Dinimiz, menfi yönden popüler kimselerin en bariz iki amelinden birine “Riya” ismi vermiş ve “küçük şirk” hükmünü koymuştur. Diğer bir amele ise “Kibir” ismini vermiş ve “Kibirlenen kimse cennete giremez!” hükmünü koymuştur. Detaylı bilgi için hadis ve şerh kitaplarına bakılabilir.
Asıl meselemiz din-i mübîn İslâm üzerinden popüler olmaya çalışan kimselerdir. Bu kimseleri tasnif edecek olursak iki sınıf görüyoruz: Dini inkâr üzerinden ve dini kullanma üzerinden popüler olmak isteyenler.

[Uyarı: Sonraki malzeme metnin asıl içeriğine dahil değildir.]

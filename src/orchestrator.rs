//! Sync orchestrator: one full pass over every (instrument, granularity)
//! series with bounded parallelism.
//!
//! Each worker owns its series' files end to end for the run; the only state
//! shared across workers is the progress counter and the failure accumulator,
//! both scoped to a single `run_sync_pass` call.

use std::collections::BTreeMap;
use std::sync::atomic::{AtomicUsize, Ordering};
use std::sync::Arc;

use chrono::{DateTime, FixedOffset, SecondsFormat, Utc};
use parking_lot::Mutex;
use tokio::sync::Semaphore;
use tracing::{info, warn};

use crate::config::SyncConfig;
use crate::error::SyncError;
use crate::logfile::RunLog;
use crate::model::{Candle, Granularity, RawCandle, SeriesKey};
use crate::notify::NotificationSink;
use crate::planner::{SyncPlan, SyncPlanner, SyncState};
use crate::source::CandleSource;
use crate::store::reconcile::{cleanup_partition, MirrorReconciler};
use crate::store::writer::PartitionWriter;
use crate::store::{SeriesTail, StoreLayout};

/// One failed series (or mirror) entry in the run report. Every failure ends
/// up in exactly one of these.
#[derive(Debug)]
pub struct SeriesFailure {
    pub series: SeriesKey,
    pub classification: &'static str,
    pub message: String,
}

/// Aggregated result of one sync pass.
#[derive(Debug)]
pub struct RunReport {
    pub total: usize,
    pub state_counts: BTreeMap<SyncState, usize>,
    pub failures: Vec<SeriesFailure>,
}

impl RunReport {
    /// Overall failure as soon as any series failed; partial success is only
    /// visible through the per-series breakdown.
    pub fn overall_success(&self) -> bool {
        self.failures.is_empty()
    }

    pub fn count(&self, state: SyncState) -> usize {
        self.state_counts.get(&state).copied().unwrap_or(0)
    }
}

struct SeriesOutcome {
    state: SyncState,
    errors: Vec<SyncError>,
}

impl SeriesOutcome {
    fn ok(state: SyncState) -> Self {
        Self {
            state,
            errors: Vec::new(),
        }
    }

    fn failed(error: SyncError) -> Self {
        Self {
            state: SyncState::Error,
            errors: vec![error],
        }
    }
}

pub struct SyncOrchestrator<S> {
    source: Arc<S>,
    notifier: Arc<dyn NotificationSink>,
    run_log: Arc<RunLog>,
    layout: StoreLayout,
    mirror: Option<StoreLayout>,
    mirror_reconciler: MirrorReconciler,
    planner: SyncPlanner,
    granularities: Vec<Granularity>,
    concurrency: usize,
    progress_log_every: usize,
}

impl<S: CandleSource + 'static> SyncOrchestrator<S> {
    pub fn new(
        config: &SyncConfig,
        source: Arc<S>,
        notifier: Arc<dyn NotificationSink>,
        run_log: Arc<RunLog>,
    ) -> Self {
        Self {
            source,
            notifier,
            run_log,
            layout: StoreLayout::new(&config.data_root),
            mirror: config.mirror_root.as_ref().map(StoreLayout::new),
            mirror_reconciler: MirrorReconciler {
                wholesale_gap_hours: config.mirror_wholesale_gap_hours,
            },
            planner: SyncPlanner {
                max_page_size: config.max_page_size,
                server_lag: chrono::Duration::seconds(config.server_lag_secs),
                to_safety_margin: chrono::Duration::seconds(config.to_safety_margin_secs),
            },
            granularities: config.granularities.clone(),
            concurrency: config.effective_concurrency(),
            progress_log_every: config.progress_log_every.max(1),
        }
    }

    /// One full pass: enumerate series, sync each with bounded parallelism,
    /// aggregate outcomes.
    pub async fn run_sync_pass(self: Arc<Self>) -> Result<RunReport, SyncError> {
        info!("launching candle sync pass");

        let instruments = match self.source.list_instruments().await {
            Ok(instruments) => instruments,
            Err(e) => {
                self.notifier
                    .notify(&format!("Error while listing instruments: {e}"))
                    .await;
                return Err(e);
            }
        };
        info!(count = instruments.len(), "found tradeable instruments");

        let series_list: Vec<SeriesKey> = instruments
            .iter()
            .flat_map(|i| {
                self.granularities
                    .iter()
                    .map(move |g| SeriesKey::new(i.clone(), *g))
            })
            .collect();
        let total = series_list.len();

        let semaphore = Arc::new(Semaphore::new(self.concurrency));
        let progress = Arc::new(AtomicUsize::new(0));
        let failures: Arc<Mutex<Vec<SeriesFailure>>> = Arc::new(Mutex::new(Vec::new()));

        let mut handles = Vec::with_capacity(total);
        for series in &series_list {
            let this = Arc::clone(&self);
            let series = series.clone();
            let semaphore = Arc::clone(&semaphore);
            let progress = Arc::clone(&progress);
            let failures = Arc::clone(&failures);

            handles.push((
                series.clone(),
                tokio::spawn(async move {
                    let _permit = match semaphore.acquire_owned().await {
                        Ok(permit) => permit,
                        Err(_) => return SyncState::Error,
                    };

                    let outcome = this.sync_series(&series).await;
                    for error in &outcome.errors {
                        failures.lock().push(SeriesFailure {
                            series: series.clone(),
                            classification: error.classification(),
                            message: error.to_string(),
                        });
                    }

                    let done = progress.fetch_add(1, Ordering::Relaxed) + 1;
                    if done % this.progress_log_every == 0 {
                        info!(done, total, "series progress");
                    }
                    outcome.state
                }),
            ));
        }

        let mut state_counts: BTreeMap<SyncState, usize> = BTreeMap::new();
        for (series, handle) in handles {
            let state = match handle.await {
                Ok(state) => state,
                Err(e) => {
                    warn!(series = %series, error = %e, "series worker panicked");
                    failures.lock().push(SeriesFailure {
                        series,
                        classification: "io",
                        message: format!("worker panicked: {e}"),
                    });
                    SyncState::Error
                }
            };
            *state_counts.entry(state).or_insert(0) += 1;
        }

        let failures = Arc::try_unwrap(failures)
            .map(Mutex::into_inner)
            .unwrap_or_default();

        let report = RunReport {
            total,
            state_counts,
            failures,
        };
        self.log_pass_breakdown(&report, &instruments);
        self.log_tail_breakdown(&series_list);
        Ok(report)
    }

    async fn sync_series(&self, series: &SeriesKey) -> SeriesOutcome {
        let tail = self.layout.locate_tail(series);
        let plan = match self.planner.plan(series, &tail, Utc::now()) {
            Ok(plan) => plan,
            Err(e) => return SeriesOutcome::failed(e),
        };

        match plan {
            SyncPlan::Skip => SeriesOutcome::ok(SyncState::SkippedTooRecent),
            SyncPlan::FullBackfill { after } => self.backfill(series, after).await,
            SyncPlan::Incremental { from, to, after } => {
                match self
                    .source
                    .fetch_by_range(&series.instrument, series.granularity, from, to)
                    .await
                {
                    Ok(raw) if raw.is_empty() => SeriesOutcome::ok(SyncState::NoNewRecords),
                    Ok(raw) => self.persist(series, raw, Some(after), SyncState::Incremental),
                    Err(SyncError::Transport(msg)) => {
                        warn!(
                            series = %series,
                            error = %msg,
                            "range fetch failed; retrying with count fetch"
                        );
                        self.run_log.append_line(&format!(
                            "error fetching candles from time for {series}; will try getting them using count"
                        ));
                        self.backfill(series, Some(after)).await
                    }
                    Err(e) => SeriesOutcome::failed(e),
                }
            }
        }
    }

    /// Fetch the most recent page of candles; used both for brand-new series
    /// and as the fallback when a range fetch fails at the transport level.
    async fn backfill(
        &self,
        series: &SeriesKey,
        after: Option<DateTime<FixedOffset>>,
    ) -> SeriesOutcome {
        match self
            .source
            .fetch_by_count(
                &series.instrument,
                series.granularity,
                self.planner.max_page_size,
            )
            .await
        {
            Ok(raw) => self.persist(series, raw, after, SyncState::FullBackfill),
            Err(e) => {
                self.run_log
                    .append_line(&format!("error fetching candles by count for {series}"));
                SeriesOutcome::failed(e)
            }
        }
    }

    /// Filter to complete records newer than the tail, write the partitions,
    /// then reconcile each touched partition and its mirror.
    fn persist(
        &self,
        series: &SeriesKey,
        raw: Vec<RawCandle>,
        after: Option<DateTime<FixedOffset>>,
        success_state: SyncState,
    ) -> SeriesOutcome {
        let fetched = raw.len();
        let mut malformed = 0usize;
        let mut candles: Vec<Candle> = raw
            .iter()
            .filter(|r| r.complete)
            .filter_map(|r| {
                let candle = r.to_candle();
                if candle.is_none() {
                    malformed += 1;
                }
                candle
            })
            .filter(|c| after.map_or(true, |boundary| c.time > boundary))
            .collect();
        candles.sort_by_key(|c| c.time);

        if malformed > 0 {
            warn!(series = %series, malformed, fetched, "dropped malformed candles from response");
        }
        if candles.is_empty() {
            return SeriesOutcome::ok(SyncState::NoNewRecords);
        }

        let writer = PartitionWriter::new(&self.layout);
        let mut errors: Vec<SyncError> = Vec::new();
        for result in writer.write_batch(series, &candles) {
            match result {
                Ok(write) => {
                    if let Err(e) = cleanup_partition(&write.path, series.granularity) {
                        errors.push(e);
                        continue;
                    }
                    if let Some(mirror) = &self.mirror {
                        let mirror_dir = mirror.series_dir(series);
                        let filename = write
                            .path
                            .file_name()
                            .map(|n| n.to_string_lossy().into_owned())
                            .unwrap_or_default();
                        if let Err(e) = self.mirror_reconciler.sync_mirror(
                            &write.path,
                            &mirror_dir,
                            &filename,
                        ) {
                            warn!(series = %series, error = %e, "mirror reconciliation failed");
                            errors.push(e);
                        }
                    }
                }
                Err(e) => errors.push(e),
            }
        }

        // Mirror divergence is reported but never fails the primary write.
        let primary_failed = errors
            .iter()
            .any(|e| !matches!(e, SyncError::Consistency(_)));
        SeriesOutcome {
            state: if primary_failed {
                SyncState::Error
            } else {
                success_state
            },
            errors,
        }
    }

    fn log_pass_breakdown(&self, report: &RunReport, instruments: &[String]) {
        let succeeded = report.total - report.count(SyncState::Error);
        let summary = format!(
            "get candles done for {}/{} series ({} instruments on {} granularity levels)",
            succeeded,
            report.total,
            instruments.len(),
            self.granularities.len()
        );
        let breakdown = format!(
            "breakdown: {:?}",
            report
                .state_counts
                .iter()
                .map(|(state, count)| (state.as_str(), *count))
                .collect::<BTreeMap<_, _>>()
        );
        info!("{summary}");
        info!("{breakdown}");
        let now = Utc::now().to_rfc3339_opts(SecondsFormat::Secs, true);
        self.run_log.append_line(&format!("{now} {summary}"));
        self.run_log.append_line(&format!("{now} {breakdown}"));
        for failure in &report.failures {
            self.run_log.append_line(&format!(
                "failed series {} [{}]: {}",
                failure.series, failure.classification, failure.message
            ));
        }
    }

    /// Group series by their tail timestamp and append the breakdown to the
    /// run log; a series whose tail lags the rest stands out immediately.
    fn log_tail_breakdown(&self, series_list: &[SeriesKey]) {
        let mut by_time: BTreeMap<DateTime<FixedOffset>, Vec<String>> = BTreeMap::new();
        for series in series_list {
            if let SeriesTail::Candle { candle, .. } = self.layout.locate_tail(series) {
                by_time.entry(candle.time).or_default().push(series.to_string());
            }
        }
        if by_time.is_empty() {
            return;
        }

        let now = Utc::now().to_rfc3339_opts(SecondsFormat::Secs, true);
        self.run_log
            .append_line(&format!("\nlast candle times breakdown as of {now}"));
        for (time, members) in &by_time {
            self.run_log.append_line(&format!(
                "{}: {} series ({})",
                time.to_rfc3339_opts(SecondsFormat::Secs, true),
                members.len(),
                members.join(", ")
            ));
        }
    }
}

Birinci sınıf kimseler sözde çağdaş tabirle “havalı” olma hevesiyle salyalı ağızlarını İslâm’a bakarak akıtıyor, farklı gözükme numarası ile dikkat celbetmeye çalışıyorlar. Hem inkâr ederler, hem de sürekli gündemlerinde tutarak iyi bildikleri (!) İslâm’a ve Müslümanlara saldırıp, iftira atarlar. Bu kimselerin Hristiyanlık ve Yahudiliğe aynı muameleyi yapmadığına da şahidiz. Zira gündemde olan bir şeyi inkar ederek gündeme taşımak kişiyi popüler etmede kolay bir yöntemdir.
İkinci sınıf kimseler ise dini istismar konusunda Siyonist tâcirlere taş çıkartmaktadırlar. Muhtemelen bu kimseler sahaya salınmadan evvel pazarlama ve reklamcılık eğitimini yüksek düzeyde görmüş olmalıdırlar ki; din sayesinde etraflarında kul-köle olan binlerce adamı, sadaka niyetine hayırda kullanılması için gönderilen milyonlarca parayı ustalıkla menfaatleri yönünde kullanıyorlar. İnsanların da hoşlarına gidecek fetvaları rüyadan gelen ilham ile verince de muhteşem bir itibar görüp, TV kanallarında boy göstermeye başlıyorlar.
Bu iki sınıfın şerlerini anlayıp uzak durmak için bize lazım gelen tek bir şey vardır ki, o da hakikati gösteren ilimdir!